If you can guarantee that the total number of rows you have is a multiple of 5, dipping into numpy will be the most efficient way to solve this problem:
import numpy as np
import pandas as pd
data = np.arange(70).reshape(-1, 7)
df = pd.DataFrame(data, columns=[*'ABCDEFG'])
print(df)
A B C D E F G
0 0 1 2 3 4 5 6
1 7 8 9 10 11 12 13
2 14 15 16 17 18 19 20
3 21 22 23 24 25 26 27
4 28 29 30 31 32 33 34
5 35 36 37 38 39 40 41
6 42 43 44 45 46 47 48
7 49 50 51 52 53 54 55
8 56 57 58 59 60 61 62
9 63 64 65 66 67 68 69
out = pd.DataFrame(
df.to_numpy().reshape(-1, df.shape[1] * 5),
columns=[*df.columns] * 5
)
print(out)
A B C D E F G A B C D E F ... B C D E F G A B C D E F G
0 0 1 2 3 4 5 6 7 8 9 10 11 12 ... 22 23 24 25 26 27 28 29 30 31 32 33 34
1 35 36 37 38 39 40 41 42 43 44 45 46 47 ... 57 58 59 60 61 62 63 64 65 66 67 68 69
[2 rows x 35 columns]


You can do:
cols = [col for v in [df.columns.tolist()]*len(df) for col in v]
dfs = [df[i:min(i+5,len(df))].reset_index(drop=True) for i in range(0,len(df),5)]
df2 = pd.concat([pd.DataFrame(df.stack()).T for df in dfs])
df2.columns = cols
df2.reset_index(drop=True, inplace=True)


see if this helps answer your question
unstack turns the columns into rows, and once we have the data in a column, we just need it transposed. reset_index makes the resulting series into a dataframe. the original columns names are made into an index, so when we transpose we have the columns as you had stated in your columns.
df.unstack().reset_index().set_index('level_0')[[0]].T
level_0 A A A A A B B B B B ... F F F F F G G G G G
0 10 17 24 31 38 11 18 25 32 39 ... 15 22 29 36 43 16 23 30 37 44
vote and/or accept if the answer helps


the easiest way is to convert your dataframe to a numpy array, reshape it then cast it back to a new dataframe.
Edit:
data= # your dataframe
new_dataframe=pd.DataFrame(data.to_numpy().reshape(len(data)//5,-1),columns=np.tile(data.columns,5))


Stacking and unstacking data in pandas
Data in tables are often presented multiple ways.
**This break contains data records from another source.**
// ── Parameterized cache family ──
//
// A keyed set of cache nodes (one per app UUID, store slug, share code...).
// Each entry is created on first use and then lives independently.

use std::fmt::Display;
use std::future::Future;
use std::hash::Hash;
use std::sync::Arc;

use dashmap::DashMap;
use futures_util::FutureExt;
use uuid::Uuid;

use super::node::{CacheNode, FetchFuture, Fetcher, NodeState};
use crate::error::{CacheError, CoreError};
use crate::stream::NodeStream;

/// An external identifier a family can be keyed by.
pub trait FamilyKey: Eq + Hash + Clone + Display + Send + Sync + 'static {
    /// A blank key reads like a missing one: default value, no fetch.
    fn is_blank(&self) -> bool {
        false
    }
}

impl FamilyKey for String {
    fn is_blank(&self) -> bool {
        self.trim().is_empty()
    }
}

impl FamilyKey for Uuid {
    fn is_blank(&self) -> bool {
        self.is_nil()
    }
}

type KeyedFetcher<K, T> = Arc<dyn Fn(&K) -> FetchFuture<T> + Send + Sync>;

/// A family of [`CacheNode`]s keyed by an external identifier.
///
/// Reading one key never fetches, writes or evicts another. A `None` or
/// blank key (an identifier the caller does not have yet) resolves to the
/// default without touching the network.
pub struct CacheFamily<K, T>
where
    K: FamilyKey,
    T: Default + Send + Sync + 'static,
{
    name: &'static str,
    nodes: DashMap<K, CacheNode<T>>,
    fetch: KeyedFetcher<K, T>,
    default: Arc<T>,
}

impl<K, T> CacheFamily<K, T>
where
    K: FamilyKey,
    T: Default + Send + Sync + 'static,
{
    pub fn new<F, Fut>(name: &'static str, fetch: F) -> Self
    where
        F: Fn(K) -> Fut + Send + Sync + 'static,
        Fut: Future<Output = Result<T, CoreError>> + Send + 'static,
    {
        let fetch: KeyedFetcher<K, T> = Arc::new(move |key: &K| fetch(key.clone()).boxed());
        Self {
            name,
            nodes: DashMap::new(),
            fetch,
            default: Arc::new(T::default()),
        }
    }

    pub fn name(&self) -> &'static str {
        self.name
    }

    /// The node for `key`, created (uninitialized) if absent.
    pub fn node(&self, key: &K) -> CacheNode<T> {
        if let Some(node) = self.nodes.get(key) {
            return node.value().clone();
        }
        self.nodes
            .entry(key.clone())
            .or_insert_with(|| {
                let fetch = Arc::clone(&self.fetch);
                let owned = key.clone();
                let fetcher: Fetcher<T> = Arc::new(move || fetch(&owned));
                CacheNode::with_fetcher(format!("{}[{key}]", self.name), fetcher)
            })
            .value()
            .clone()
    }

    /// Load the entry for `key`, fetching on first use.
    pub async fn ensure_loaded(&self, key: Option<&K>) -> Arc<T> {
        match key {
            Some(key) if !key.is_blank() => self.node(key).ensure_loaded().await,
            _ => Arc::clone(&self.default),
        }
    }

    /// Cached value for `key`, or the default if it was never loaded.
    pub fn get(&self, key: &K) -> Arc<T> {
        self.nodes
            .get(key)
            .map_or_else(|| Arc::clone(&self.default), |node| node.value().get())
    }

    pub fn snapshot(&self, key: &K) -> Option<NodeState<T>> {
        self.nodes.get(key).map(|node| node.value().snapshot())
    }

    /// Seed or overwrite one entry without fetching.
    pub fn set(&self, key: &K, value: T) {
        self.node(key).write(value);
    }

    pub async fn refresh(&self, key: &K) -> Result<Arc<T>, CacheError> {
        self.node(key).refresh().await
    }

    /// Refresh `key` only if the entry exists. Returns `None` otherwise.
    pub async fn refresh_if_present(&self, key: &K) -> Option<Result<Arc<T>, CacheError>> {
        let node = self.nodes.get(key).map(|node| node.value().clone())?;
        Some(node.refresh().await)
    }

    /// Drop the entry for `key`; the next read fetches it again.
    pub fn evict(&self, key: &K) -> bool {
        self.nodes.remove(key).is_some()
    }

    pub fn subscribe(&self, key: &K) -> NodeStream<T> {
        self.node(key).subscribe()
    }

    pub fn contains(&self, key: &K) -> bool {
        self.nodes.contains_key(key)
    }

    pub fn len(&self) -> usize {
        self.nodes.len()
    }

    pub fn is_empty(&self) -> bool {
        self.nodes.is_empty()
    }
}

#[cfg(test)]
#[allow(clippy::unwrap_used)]
mod tests {
    use std::sync::atomic::{AtomicUsize, Ordering};

    use super::*;
    use crate::store::NodeStatus;

    fn family(calls: &Arc<AtomicUsize>) -> CacheFamily<String, String> {
        let calls = Arc::clone(calls);
        CacheFamily::new("store_app", move |slug: String| {
            let calls = Arc::clone(&calls);
            async move {
                calls.fetch_add(1, Ordering::SeqCst);
                if slug == "missing" {
                    Err(CoreError::NotFound {
                        message: "No StoreApp matches the given query.".into(),
                    })
                } else {
                    Ok(format!("app:{slug}"))
                }
            }
        })
    }

    #[tokio::test]
    async fn none_key_returns_default_without_fetching() {
        let calls = Arc::new(AtomicUsize::new(0));
        let fam = family(&calls);

        let value = fam.ensure_loaded(None).await;
        assert!(value.is_empty());
        assert_eq!(calls.load(Ordering::SeqCst), 0);
        assert!(fam.is_empty());
    }

    #[tokio::test]
    async fn blank_key_reads_like_none() {
        let calls = Arc::new(AtomicUsize::new(0));
        let fam = family(&calls);

        assert!(fam.ensure_loaded(Some(&String::new())).await.is_empty());
        assert!(fam.ensure_loaded(Some(&"  ".to_string())).await.is_empty());
        assert_eq!(calls.load(Ordering::SeqCst), 0);
        assert!(fam.is_empty());
    }

    #[test]
    fn nil_uuid_is_blank() {
        assert!(Uuid::nil().is_blank());
        assert!(!Uuid::from_u128(7).is_blank());
    }

    #[tokio::test]
    async fn each_key_fetches_once_and_independently() {
        let calls = Arc::new(AtomicUsize::new(0));
        let fam = family(&calls);
        let a = "a".to_string();
        let b = "b".to_string();

        assert_eq!(*fam.ensure_loaded(Some(&a)).await, "app:a");
        assert_eq!(*fam.ensure_loaded(Some(&a)).await, "app:a");
        assert_eq!(*fam.ensure_loaded(Some(&b)).await, "app:b");
        assert_eq!(calls.load(Ordering::SeqCst), 2);
        assert_eq!(fam.len(), 2);
    }

    #[tokio::test]
    async fn set_is_idempotent_and_skips_network() {
        let calls = Arc::new(AtomicUsize::new(0));
        let fam = family(&calls);
        let key = "slug-x".to_string();

        fam.set(&key, "V".into());
        fam.set(&key, "V".into());
        assert_eq!(*fam.ensure_loaded(Some(&key)).await, "V");
        assert_eq!(*fam.get(&key), "V");
        assert_eq!(calls.load(Ordering::SeqCst), 0);
    }

    #[tokio::test]
    async fn set_does_not_touch_other_keys() {
        let calls = Arc::new(AtomicUsize::new(0));
        let fam = family(&calls);
        let a = "a".to_string();
        let b = "b".to_string();

        fam.ensure_loaded(Some(&a)).await;
        fam.set(&b, "seeded".into());
        assert_eq!(*fam.get(&a), "app:a");
        assert_eq!(*fam.get(&b), "seeded");
    }

    #[tokio::test]
    async fn failed_key_is_ready_with_default_and_error() {
        let calls = Arc::new(AtomicUsize::new(0));
        let fam = family(&calls);
        let key = "missing".to_string();

        let value = fam.ensure_loaded(Some(&key)).await;
        assert!(value.is_empty());

        let state = fam.snapshot(&key).unwrap();
        assert_eq!(state.status, NodeStatus::Ready);
        assert_eq!(state.error.unwrap().status, Some(404));
    }

    #[tokio::test]
    async fn evict_forces_a_new_fetch() {
        let calls = Arc::new(AtomicUsize::new(0));
        let fam = family(&calls);
        let key = "a".to_string();

        fam.ensure_loaded(Some(&key)).await;
        assert!(fam.evict(&key));
        assert!(!fam.contains(&key));
        assert!(fam.get(&key).is_empty());

        fam.ensure_loaded(Some(&key)).await;
        assert_eq!(calls.load(Ordering::SeqCst), 2);
    }

    #[tokio::test]
    async fn refresh_if_present_ignores_unknown_keys() {
        let calls = Arc::new(AtomicUsize::new(0));
        let fam = family(&calls);

        assert!(fam.refresh_if_present(&"nope".to_string()).await.is_none());
        assert_eq!(calls.load(Ordering::SeqCst), 0);
        assert!(fam.is_empty());
    }
}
Long form ("tidy data") refers to data that are stacked in a couple of columns. One of the columns will have categorical indicators about the values. In contrast, wide form ("stacked data") is where each category has it's own column.
In your example, you present the wide form of data, and you're trying to get it into long form. The pandas.melt, pandas.groupby, pandas.pivot, pandas.stack, pandas.unstack, and pandas.reset_index are the functions that help convert between these forms.
Start with your original dataframe:
df = pd.DataFrame({
'A' : [10, 17, 24, 31, 38],
'B' : [11, 18, 25, 32, 39],
'C' : [12, 19, 26, 33, 40],
'D' : [13, 20, 27, 34, 41],
'E' : [14, 21, 28, 35, 42],
'F' : [15, 22, 29, 36, 43],
'G' : [16, 23, 30, 37, 44]})
A B C D E F G
0 10 11 12 13 14 15 16
1 17 18 19 20 21 22 23
2 24 25 26 27 28 29 30
3 31 32 33 34 35 36 37
4 38 39 40 41 42 43 44
Use pandas.melt to convert it to long form, then sort to get it how you requested the data: The ignore index option helps us to get it back to wide form later.
melted_df = df.melt(ignore_index=False).sort_values(by='value')
variable value
0 A 10
0 B 11
0 C 12
0 D 13
0 E 14
0 F 15
0 G 16
1 A 17
1 B 18
...
Use groupby, unstack, and reset_index to convert it back to wide form. This is often a much more difficult process that relies on grouping by the value stacked column, other columns, index, and stacked variable and then unstacking and resetting the index.
(melted_df
.reset_index() # puts the index values into a column called 'index'
.groupby(['index','variable']) #groups by the index and the variable
.value #selects the value column in each of the groupby objects
.mean() #since there is only one item per group, it only aggregates one item
.unstack() #this sets the first item of the multi-index to columns
.reset_index() #fix the index
.set_index('index') #set index
)
A B C D E F G
0 10 11 12 13 14 15 16
1 17 18 19 20 21 22 23
2 24 25 26 27 28 29 30
3 31 32 33 34 35 36 37
4 38 39 40 41 42 43 44
This stuff can be quite difficult and requires trial and error. I would recommend making a smaller version of your problems and mess with them. This way you can figure out how the functions are working.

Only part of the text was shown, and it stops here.